War, of course, brutalises people, and some more than others. That’s where the nationalism-humanism divide is most important. That’s why, in watching the Vietnam War series, I’m most moved by those moments when patriotic bombast is set aside and respect and admiration for the courage and resolution of the Vietnamese enemy is expressed. It’s a respect, in the field, that’s never echoed, even in private, by the American leaders back in Washington. So often, patriotic fervour gets in the way of clear thinking. I was watching the last moments of the sixth episode of the series, when Hal Kushner, a doctor and POW in Vietnam, was speaking in a heartfelt way of his experience there: ‘we understood that despite different backgrounds’, he said, ‘different socioeconomic backgrounds, different races, different religions, that we were… Americans.’ I actually thought, before he uttered that last word, that he was going to make a statement about humanism, the humanity of all parties, at last saying something in stark contrast to his patriotic pronouncements up to that point. But no, he wasn’t about to include the Vietnamese, the enemy. Of course, Kushner had had a bad time in Vietnam, to say the least.

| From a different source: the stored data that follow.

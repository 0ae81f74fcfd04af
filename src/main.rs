use std::path::PathBuf;
use std::sync::Arc;

use clap::{Parser, Subcommand};
use color_eyre::{
    Result,
    eyre::{Context, eyre},
};
use tokio::sync::watch;

use playlist_transfer::{
    batch::BatchScheduler,
    catalog::{SpotifyCatalog, TidalCatalog},
    config::Config,
    logging::setup_logging,
    model::{AlbumRef, ArtistCredit, Track},
    resolver,
    retry::{RetryExecutor, TokioSleeper},
    sync::{Checkpoint, JsonFileCheckpoint, SyncContext, SyncExecutor},
};

#[derive(Parser, Debug)]
#[command(author, version, about, long_about = None)]
struct Args {
    /// The config file to use
    #[arg(short, long, env = "PLAYLIST_TRANSFER_CONFIG")]
    config: Option<PathBuf>,

    /// Console log level
    #[arg(long, default_value = "info", global = true, env = "LOG_LEVEL")]
    log_level: log::LevelFilter,

    /// File log level (default: debug)
    #[arg(long, default_value = "debug", global = true)]
    log_file_level: log::LevelFilter,

    /// Path to log file
    #[arg(long, env = "PLAYLIST_TRANSFER_LOG_FILE", global = true)]
    log_file: Option<PathBuf>,

    /// Spotify access token, overrides the config file
    #[arg(long, env = "SPOTIFY_ACCESS_TOKEN", global = true, hide_env_values = true)]
    spotify_token: Option<String>,

    /// TIDAL access token, overrides the config file
    #[arg(long, env = "TIDAL_ACCESS_TOKEN", global = true, hide_env_values = true)]
    tidal_token: Option<String>,

    #[command(subcommand)]
    command: Commands,
}

#[derive(Subcommand, Debug)]
enum Commands {
    /// Copy Spotify playlists into TIDAL
    Sync {
        /// Plan only, don't write anything
        #[arg(long)]
        dry_run: bool,

        /// Only sync playlists with this name (repeatable)
        #[arg(short, long = "playlist")]
        playlists: Vec<String>,

        /// Write the run summary as JSON to this file
        #[arg(long)]
        report: Option<PathBuf>,

        /// Ignore progress saved by an interrupted run
        #[arg(long)]
        fresh: bool,
    },
    /// Show what a sync would do for every playlist
    Plan,
    /// Look up a single track in TIDAL
    Resolve {
        #[arg(long)]
        title: String,

        #[arg(long)]
        artist: String,

        #[arg(long)]
        album: Option<String>,

        #[arg(long)]
        duration_ms: Option<u64>,
    },
    #[command(subcommand)]
    Config(ConfigCommands),
}

#[derive(Subcommand, Debug)]
enum ConfigCommands {
    /// Create a default config file, if it doesn't exist
    CreateDefault,
    /// Print the path to the config file
    Path,
}

fn token(flag: Option<String>, configured: Option<String>, service: &str) -> Result<String> {
    flag.or(configured)
        .filter(|t| !t.trim().is_empty())
        .ok_or_else(|| {
            eyre!(
                "No {} access token; set it in the config file or pass it on the command line",
                service
            )
        })
}

fn load_config(path: Option<&PathBuf>) -> Result<Config> {
    log::debug!("Loading configuration");
    match path {
        Some(path) => Config::from_file(path),
        None => Config::load(),
    }
    .wrap_err("Failed to load playlist-transfer config")
}

fn tidal_client(config: &Config, flag: Option<String>) -> Result<TidalCatalog> {
    Ok(TidalCatalog::new(
        token(flag, config.tidal.access_token.clone(), "TIDAL")?,
        config.tidal.country_code.clone(),
        config.tidal.requests_per_second,
    ))
}

fn spotify_client(config: &Config, flag: Option<String>) -> Result<SpotifyCatalog> {
    Ok(SpotifyCatalog::new(token(
        flag,
        config.spotify.access_token.clone(),
        "Spotify",
    )?))
}

fn retry_executor(config: &Config) -> RetryExecutor {
    RetryExecutor::new(Arc::new(config.retry.clone()), Arc::new(TokioSleeper))
}

#[tokio::main]
async fn main() -> Result<()> {
    color_eyre::install()?;

    let args = Args::parse();
    setup_logging(args.log_level, args.log_file.clone(), args.log_file_level)?;

    match args.command {
        Commands::Sync {
            dry_run,
            playlists,
            report,
            fresh,
        } => {
            let config = load_config(args.config.as_ref())?;
            let spotify = spotify_client(&config, args.spotify_token)?;
            let tidal = tidal_client(&config, args.tidal_token)?;
            let retry = retry_executor(&config);
            let scheduler = BatchScheduler::new(
                retry.clone(),
                config.sync.batch_size,
                config.sync.inter_batch_delay(),
            );
            let mut options = config.sync.options();
            options.dry_run = dry_run;
            options.playlist_filter = playlists;
            let executor = SyncExecutor::new(&spotify, &tidal, retry, scheduler, options);

            let (shutdown_tx, shutdown_rx) = watch::channel(false);
            tokio::spawn(async move {
                if tokio::signal::ctrl_c().await.is_ok() {
                    log::warn!("Ctrl-C received, finishing the current playlist");
                    let _ = shutdown_tx.send(true);
                }
            });

            let checkpoint = config.checkpoint_path().map(JsonFileCheckpoint::new);
            let mut ctx = SyncContext::new(shutdown_rx);
            if !dry_run {
                if let Some(checkpoint) = &checkpoint {
                    if fresh {
                        checkpoint.clear().await?;
                    }
                    ctx = ctx.with_checkpoint(checkpoint).await;
                }
            }

            let summary = executor.run(ctx).await?;
            print!("{}", summary);

            if let Some(path) = report {
                let json = serde_json::to_vec_pretty(&summary)?;
                std::fs::write(&path, json)
                    .wrap_err_with(|| format!("Failed to write report {}", path.display()))?;
                log::info!("Wrote report to {}", path.display());
            }
        }
        Commands::Plan => {
            let config = load_config(args.config.as_ref())?;
            let spotify = spotify_client(&config, args.spotify_token)?;
            let tidal = tidal_client(&config, args.tidal_token)?;
            let retry = retry_executor(&config);
            let scheduler = BatchScheduler::new(
                retry.clone(),
                config.sync.batch_size,
                config.sync.inter_batch_delay(),
            );
            let executor =
                SyncExecutor::new(&spotify, &tidal, retry, scheduler, config.sync.options());

            for comparison in executor.plan().await? {
                println!(
                    "{:<6} {} ({})",
                    format!("{:?}", comparison.action).to_lowercase(),
                    comparison.source.name,
                    comparison.reason
                );
            }
        }
        Commands::Resolve {
            title,
            artist,
            album,
            duration_ms,
        } => {
            let config = load_config(args.config.as_ref())?;
            let tidal = tidal_client(&config, args.tidal_token)?;
            let retry = retry_executor(&config);
            let track = Track {
                id: "query".to_string(),
                title,
                artists: vec![ArtistCredit {
                    id: String::new(),
                    name: artist,
                }],
                album: AlbumRef {
                    id: String::new(),
                    name: album.unwrap_or_default(),
                },
                duration_ms: duration_ms.unwrap_or(0),
                isrc: None,
                explicit: None,
                popularity: None,
            };

            let result = resolver::resolve(&track, &tidal, &retry).await?;
            match &result.resolved_track {
                Some(found) => println!(
                    "{} [{}] {} ({:.3})",
                    found.display_name(),
                    found.id,
                    found.album.name,
                    result.confidence
                ),
                None => println!("Not found: {}", track.display_name()),
            }
            for query in &result.attempted_queries {
                println!("  tried: {}", query);
            }
        }
        Commands::Config(command) => match command {
            ConfigCommands::CreateDefault => {
                log::debug!("Creating default config");
                let path = Config::create_default()?;
                log::info!("Default config at {}", path.display());
            }
            ConfigCommands::Path => match Config::config_path() {
                Some(path) => println!("{}", path.display()),
                None => println!("No default config path found"),
            },
        },
    }

    Ok(())
}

He’d been captured and tortured, he’d seen many of his comrades killed… I could certainly understand his attitude to the Vietnamese who did these things, but I could also understand the rage of the Vietnamese, equally patriotic no doubt, when they saw this horde of fucking foreigners coming over with their massive weaponry and arrogance and fucking up their country, destroying their land for years, bombing the fuck out of village after village without discrimination, killing countless babies and kids and young and old folk, male and female, all to prevent the Vietnamese from installing a government of their own choosing just in case it wasn’t sufficiently in keeping with the will of the US government. If patriotism blinds you to this unutterable inhumanity, than it’s clearly a sick patriotism.

I look forward to watching the rest of the series. I wonder who’ll win.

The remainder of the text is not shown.